Le film ne se termine pas avec le seppuku de Mishima et de Morita, mais avec deux séquences montrant Yōko (Shinobu Terayama), la veuve de Mishima, qui, cinq ans après sa mort parcourt le paysage dans lequel l’entrainement militaire des membres du Takenotai avait eu lieu : « Rien n’a changé », constate-t-elle. Et en effet, le Mont Fuji, montagne sacrée du Japon, est visible à l’arrière-plan, immuable devant le spectacle des êtres humains. Dans la scène finale, Yōko rencontre Hiroyasu Koga (Takatsugu Iwama). Comme le film le montre, Koga a dû décapiter Mishima, car Morita était incapable de le faire proprement et il a aussi servi de kaishakunin à Morita. Yōko demande ce qu’il a ressenti quand il avait déposé à terre le corps de son époux. Au lieu de lui répondre, Koga lève ses mains et les tourne, montrant qu’elles sont vides. C’est avec un arrêt sur l’image de ses paumes que le film s’achève.
Dans le film, Mishima avertit ses quatre fidèles disciples que leur entreprise pourrait se terminer en échec. Malgré de tels doutes, il appelle à l’action, car, comme il l’a écrit dans son essai sur le Hagakure : « La mort ne peut jamais être qualifiée de futile ». (op. cit., p. 95). Wakamatsu suggère que Mishima était résolu à mourir à Ichigaya. Sa mort est montrée comme une mise en scène bien organisée exprimant le désir de Mishima de survivre dans la mémoire collective. Il ressemble en cela au célèbre samouraï du XIVe siècle, Masashige Kusunoki, incarnation suprême des vertus guerrières et de la loyauté envers l’empereur aux yeux de maints loyalistes. Ce personnage se prêtait parfaitement à la propagande de la Seconde Guerre mondiale pendant laquelle sa légende a été instrumentalisée par le régime militaire (Voir Pierre-François Souyri, Histoire du Japon médiéval : le monde à l’envers, Paris, Perrin, 2013, p. 238).
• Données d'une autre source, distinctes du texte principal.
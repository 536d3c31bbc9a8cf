// src/model/series.rs

//! JSON shape shared by replay input and published results:
//!
//! ```json
//! {"name":"cpu","tags":{"cpu":"cpu0"},"columns":["time","sum"],
//!  "values":[["1970-01-01T00:00:19Z",20.0]]}
//! ```

use serde::{Deserialize, Serialize};

use crate::errors::{EngineError, Result};
use crate::model::batch::{Batch, Row, Tags, Timestamp, Value};

const TIME_COLUMN: &str = "time";

#[derive(Debug, Clone, PartialEq, Serialize, Deserialize)]
pub struct Series {
    pub name: String,
    #[serde(default)]
    pub tags: Tags,
    pub columns: Vec<String>,
    #[serde(default)]
    pub values: Vec<Vec<Value>>,
}

/// Output document returned by `GetOutput`.
#[derive(Debug, Clone, PartialEq, Default, Serialize, Deserialize)]
pub struct ResultDocument {
    pub series: Vec<Series>,
}

impl ResultDocument {
    pub fn from_batches<'a>(batches: impl IntoIterator<Item = &'a Batch>) -> Self {
        Self {
            series: batches.into_iter().map(Series::from).collect(),
        }
    }

    pub fn to_json(&self) -> Result<String> {
        Ok(serde_json::to_string(self)?)
    }
}

impl From<&Batch> for Series {
    fn from(batch: &Batch) -> Self {
        let mut columns = Vec::with_capacity(batch.columns.len() + 1);
        columns.push(TIME_COLUMN.to_string());
        columns.extend(batch.columns.iter().cloned());

        let values = batch
            .rows
            .iter()
            .map(|row| {
                let mut out = Vec::with_capacity(row.values.len() + 1);
                out.push(Value::Str(row.time.to_rfc3339()));
                out.extend(row.values.iter().cloned());
                out
            })
            .collect();

        Series {
            name: batch.name.clone(),
            tags: batch.tags.clone(),
            columns,
            values,
        }
    }
}

impl TryFrom<Series> for Batch {
    type Error = EngineError;

    fn try_from(series: Series) -> std::result::Result<Self, Self::Error> {
        match series.columns.first() {
            Some(first) if first == TIME_COLUMN => {}
            _ => {
                return Err(EngineError::Decode(format!(
                    "series '{}' must start with a \"time\" column",
                    series.name
                )));
            }
        }

        let width = series.columns.len();
        let mut rows = Vec::with_capacity(series.values.len());
        for (i, mut values) in series.values.into_iter().enumerate() {
            if values.len() != width {
                return Err(EngineError::Decode(format!(
                    "series '{}' row {} has {} values for {} columns",
                    series.name,
                    i,
                    values.len(),
                    width
                )));
            }
            let time = parse_time(&values[0]).ok_or_else(|| {
                EngineError::Decode(format!(
                    "series '{}' row {} has an invalid time {}",
                    series.name, i, values[0]
                ))
            })?;
            values.remove(0);
            rows.push(Row::new(time, values));
        }

        let mut columns = series.columns;
        columns.remove(0);

        Ok(Batch::new(series.name, series.tags, columns).with_rows(rows))
    }
}

fn parse_time(value: &Value) -> Option<Timestamp> {
    match value {
        Value::Str(s) => Timestamp::parse_rfc3339(s).ok(),
        Value::Int(n) => Some(Timestamp::from_nanos(*n)),
        _ => None,
    }
}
Comme le suggère Maurice Pinguet, le seppuku de Masashige était pourtant un geste lui ayant permis de s’immortaliser (La Mort volontaire au Japon, Paris, Gallimard, 1984, p. 112). Dans le film de Wakamatsu, la référence à Masashige est directe. Ses présumés derniers mots « Sept vies pour ma patrie » sont écrits par le jeune assassin Yamaguchi sur le mur de sa cellule. Les mêmes paroles figurent sur les serre-tête que portent Mishima et ses quatre disciples pendant la prise d’otages du 25 novembre 1970.
Les mains de Koga sont vides, mais les titres de romans qui apparaissent en superposition à ce dernier plan suggèrent que Mishima continue à vivre dans la mémoire par son œuvre littéraire, ayant plus de poids que sa mort spectaculaire qui, au Japon, a créé plus de confusion que d’admiration. La chanson « Only you » du groupe Kiss dans laquelle il est dit « qu’à chaque époque naît un héros » apporte une note de légèreté à cette fin énigmatique. C’est avec un clin d’œil ironique que s’achève le film de Wakamatsu qui propose une approche des pensées politiques et actions de Mishima de manière critique mais non sans respect pour l’écrivain.